Your answer should be one number: the count of lines below that contain "offset".

DATA SHOWN –
Start of Block

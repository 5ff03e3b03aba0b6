//! Chunk Decoder Facade
//!
//! This module implements `ChunkDecoder`, the entry point for turning a
//! chunk back into records.
//!
//! ## What Does ChunkDecoder Do?
//!
//! 1. **Dispatches on the chunk-type tag** and validates the header
//!    invariants for each kind (marker chunks must be empty, unknown
//!    tags are tolerated only when they carry no records)
//! 2. **Drives the simple or transposed decoder** over the payload and
//!    requires it to be consumed exactly
//! 3. **Serves records by index** from the decoded value stream, slicing
//!    `values[limits[i-1]..limits[i]]` and handing the bytes to the
//!    injected [`ParseRecord`] implementation
//! 4. **Separates failure domains**: a record that fails its parser can
//!    be skipped with `recover()`; a structural failure poisons the
//!    decoder until the next reset
//!
//! ## State Machine
//!
//! ```text
//!            read_record ok                 read_record: parser error
//!          ┌───────────────┐              ┌──────────────────────────┐
//!          ▼               │              ▼                          │
//!     ┌─────────┐  index+1 │         ┌──────────────┐    recover()   │
//!     │ Healthy ├──────────┘         │ RecordFailed ├────────────────┤
//!     └────┬────┘                    └──────────────┘   index+1      │
//!          │  reset/parse failure                                    │
//!          ▼                                                         │
//!     ┌──────────┐   recover() returns false; only a fresh           │
//!     │ Poisoned │   reset() leaves this state                       │
//!     └──────────┘                                                   ▼
//! ```
//!
//! ## Example Usage
//! ```ignore
//! use baler_chunk::{ChunkDecoder, FieldProjection};
//! use bytes::Bytes;
//!
//! let mut decoder = ChunkDecoder::new(FieldProjection::all());
//! if !decoder.reset(&chunk) {
//!     eprintln!("bad chunk: {}", decoder.message());
//!     return;
//! }
//!
//! let mut record = Bytes::new();
//! while decoder.read_record(&mut record) {
//!     handle(&record);
//! }
//! if !decoder.healthy() {
//!     // A bad record: skip it and keep going, or give up.
//!     if decoder.recover() { /* continue reading */ }
//! }
//! ```
//!
//! ## Thread Safety
//!
//! ChunkDecoder is not safe for concurrent mutation. Independent
//! decoders share no state and may run on independent threads.

use baler_core::chunk::{Chunk, ChunkHeader, ChunkType, MAX_DECODED_DATA_SIZE, MAX_NUM_RECORDS};
use baler_core::{Chain, ChainReader, Error, ParseRecord, Result};

use crate::projection::FieldProjection;
use crate::{simple, transpose};

#[derive(Debug)]
enum State {
    Healthy,
    /// A record failed its parser; `recover()` skips it.
    RecordFailed(String),
    /// Structural failure; only `reset` clears it.
    Poisoned(String),
}

/// Decodes chunks and serves their records by index.
pub struct ChunkDecoder {
    projection: FieldProjection,
    /// Sorted end offset of each record within the value stream.
    limits: Vec<u64>,
    values_reader: ChainReader,
    index: u64,
    state: State,
}

impl Default for ChunkDecoder {
    fn default() -> Self {
        Self::new(FieldProjection::all())
    }
}

impl ChunkDecoder {
    /// A decoder that keeps the fields covered by `projection`.
    /// Starts healthy with zero records.
    pub fn new(projection: FieldProjection) -> Self {
        Self {
            projection,
            limits: Vec::new(),
            values_reader: ChainReader::new(Chain::new()),
            index: 0,
            state: State::Healthy,
        }
    }

    /// Drop all state: healthy, zero records.
    pub fn clear(&mut self) {
        self.limits.clear();
        self.values_reader = ChainReader::new(Chain::new());
        self.index = 0;
        self.state = State::Healthy;
    }

    /// Replace the contents with `chunk`'s records.
    ///
    /// On failure the decoder is poisoned and holds zero records, so a
    /// caller that ignores the result cannot iterate a half-decoded
    /// chunk.
    pub fn reset(&mut self, chunk: &Chunk) -> bool {
        self.clear();
        let header = &chunk.header;
        if header.num_records > MAX_NUM_RECORDS {
            return self.poison(Error::TooManyRecords(header.num_records).to_string());
        }
        if header.decoded_data_size > MAX_DECODED_DATA_SIZE {
            return self.poison(Error::ChunkTooLarge(header.decoded_data_size).to_string());
        }

        let mut src = ChainReader::new(chunk.data.clone());
        match self.parse(header, &mut src) {
            Ok((limits, values)) => {
                debug_assert_eq!(limits.len() as u64, header.num_records);
                debug_assert_eq!(limits.last().copied().unwrap_or(0), values.len() as u64);
                tracing::debug!(
                    chunk_type = ?header.chunk_type,
                    num_records = header.num_records,
                    decoded_bytes = values.len(),
                    "decoded chunk"
                );
                self.limits = limits;
                self.values_reader = ChainReader::new(values);
                true
            }
            Err(err) => {
                self.limits.clear();
                self.poison(err.to_string())
            }
        }
    }

    fn parse(&self, header: &ChunkHeader, src: &mut ChainReader) -> Result<(Vec<u64>, Chain)> {
        match header.chunk_type {
            ChunkType::FileSignature => {
                if header.data_size != 0 {
                    return Err(Error::InvalidChunk(format!(
                        "file signature chunk: data size is not zero: {}",
                        header.data_size
                    )));
                }
                if header.num_records != 0 {
                    return Err(Error::InvalidChunk(format!(
                        "file signature chunk: number of records is not zero: {}",
                        header.num_records
                    )));
                }
                if header.decoded_data_size != 0 {
                    return Err(Error::InvalidChunk(format!(
                        "file signature chunk: decoded data size is not zero: {}",
                        header.decoded_data_size
                    )));
                }
                Ok((Vec::new(), Chain::new()))
            }
            ChunkType::FileMetadata => {
                if header.num_records != 0 {
                    return Err(Error::InvalidChunk(format!(
                        "file metadata chunk: number of records is not zero: {}",
                        header.num_records
                    )));
                }
                Ok((Vec::new(), Chain::new()))
            }
            ChunkType::Padding => {
                if header.num_records != 0 {
                    return Err(Error::InvalidChunk(format!(
                        "padding chunk: number of records is not zero: {}",
                        header.num_records
                    )));
                }
                if header.decoded_data_size != 0 {
                    return Err(Error::InvalidChunk(format!(
                        "padding chunk: decoded data size is not zero: {}",
                        header.decoded_data_size
                    )));
                }
                Ok((Vec::new(), Chain::new()))
            }
            ChunkType::Simple => {
                let decoded =
                    simple::decode(src, header.num_records, header.decoded_data_size)
                        .map_err(|e| context("invalid simple chunk", e))?;
                src.verify_end()
                    .map_err(|e| context("invalid simple chunk", e))?;
                Ok(decoded)
            }
            ChunkType::Transposed => {
                let decoded = transpose::decode(
                    src,
                    header.num_records,
                    header.decoded_data_size,
                    &self.projection,
                )
                .map_err(|e| context("invalid transposed chunk", e))?;
                src.verify_end()
                    .map_err(|e| context("invalid transposed chunk", e))?;
                Ok(decoded)
            }
            ChunkType::Other(byte) => {
                if header.num_records == 0 {
                    // Forward compatibility: skip recordless chunks even
                    // when the tag is unknown.
                    Ok((Vec::new(), Chain::new()))
                } else {
                    Err(Error::UnknownChunkType(byte))
                }
            }
        }
    }

    pub fn num_records(&self) -> u64 {
        self.limits.len() as u64
    }

    /// Index of the next record `read_record` will return.
    pub fn index(&self) -> u64 {
        self.index
    }

    /// Reposition to record `index` (clamped to `num_records`).
    ///
    /// Clears a record-local failure; a poisoned decoder stays poisoned.
    pub fn set_index(&mut self, index: u64) {
        if matches!(self.state, State::Poisoned(_)) {
            return;
        }
        self.state = State::Healthy;
        self.index = index.min(self.limits.len() as u64);
        let position = match self.index {
            0 => 0,
            i => self.limits[i as usize - 1],
        };
        if let Err(err) = self.values_reader.seek(position) {
            self.poison(err.to_string());
        }
    }

    /// Read the next record into `out`.
    ///
    /// Returns `false` at the end of the chunk (decoder stays healthy)
    /// or on failure; `healthy()` distinguishes the two. A parser
    /// failure is record-local: `recover()` skips the record.
    pub fn read_record<R: ParseRecord>(&mut self, out: &mut R) -> bool {
        if self.index as usize == self.limits.len() || !self.healthy() {
            return false;
        }
        let start = self.values_reader.position();
        let limit = self.limits[self.index as usize];
        debug_assert!(start <= limit, "record end positions not sorted");

        let data = match self.values_reader.read_exact((limit - start) as usize) {
            Ok(data) => data,
            Err(err) => {
                // The framing invariants guarantee the slice exists; a
                // failure here means decoder state is corrupt.
                self.poison(err.to_string());
                return false;
            }
        };
        match out.parse_from(data) {
            Ok(()) => {
                self.index += 1;
                true
            }
            Err(err) if err.is_record_local() => {
                // The reader already sits at the record's end offset, so
                // recovery is a pure cursor bump.
                self.state = State::RecordFailed(err.to_string());
                false
            }
            Err(err) => self.poison(err.to_string()),
        }
    }

    /// Skip a record that failed its parser.
    ///
    /// Returns `false` when the decoder is healthy or poisoned.
    pub fn recover(&mut self) -> bool {
        match &self.state {
            State::RecordFailed(message) => {
                tracing::warn!(index = self.index, message = %message, "skipping bad record");
                self.state = State::Healthy;
                self.index += 1;
                true
            }
            _ => false,
        }
    }

    pub fn healthy(&self) -> bool {
        matches!(self.state, State::Healthy)
    }

    /// The diagnostic for the current failure, or `""` when healthy.
    pub fn message(&self) -> &str {
        match &self.state {
            State::Healthy => "",
            State::RecordFailed(message) | State::Poisoned(message) => message,
        }
    }

    fn poison(&mut self, message: String) -> bool {
        tracing::debug!(message = %message, "chunk decoder poisoned");
        self.state = State::Poisoned(message);
        false
    }
}

fn context(what: &str, err: Error) -> Error {
    Error::InvalidChunk(format!("{}: {}", what, err))
}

End of Block

FINISHED TASK –
2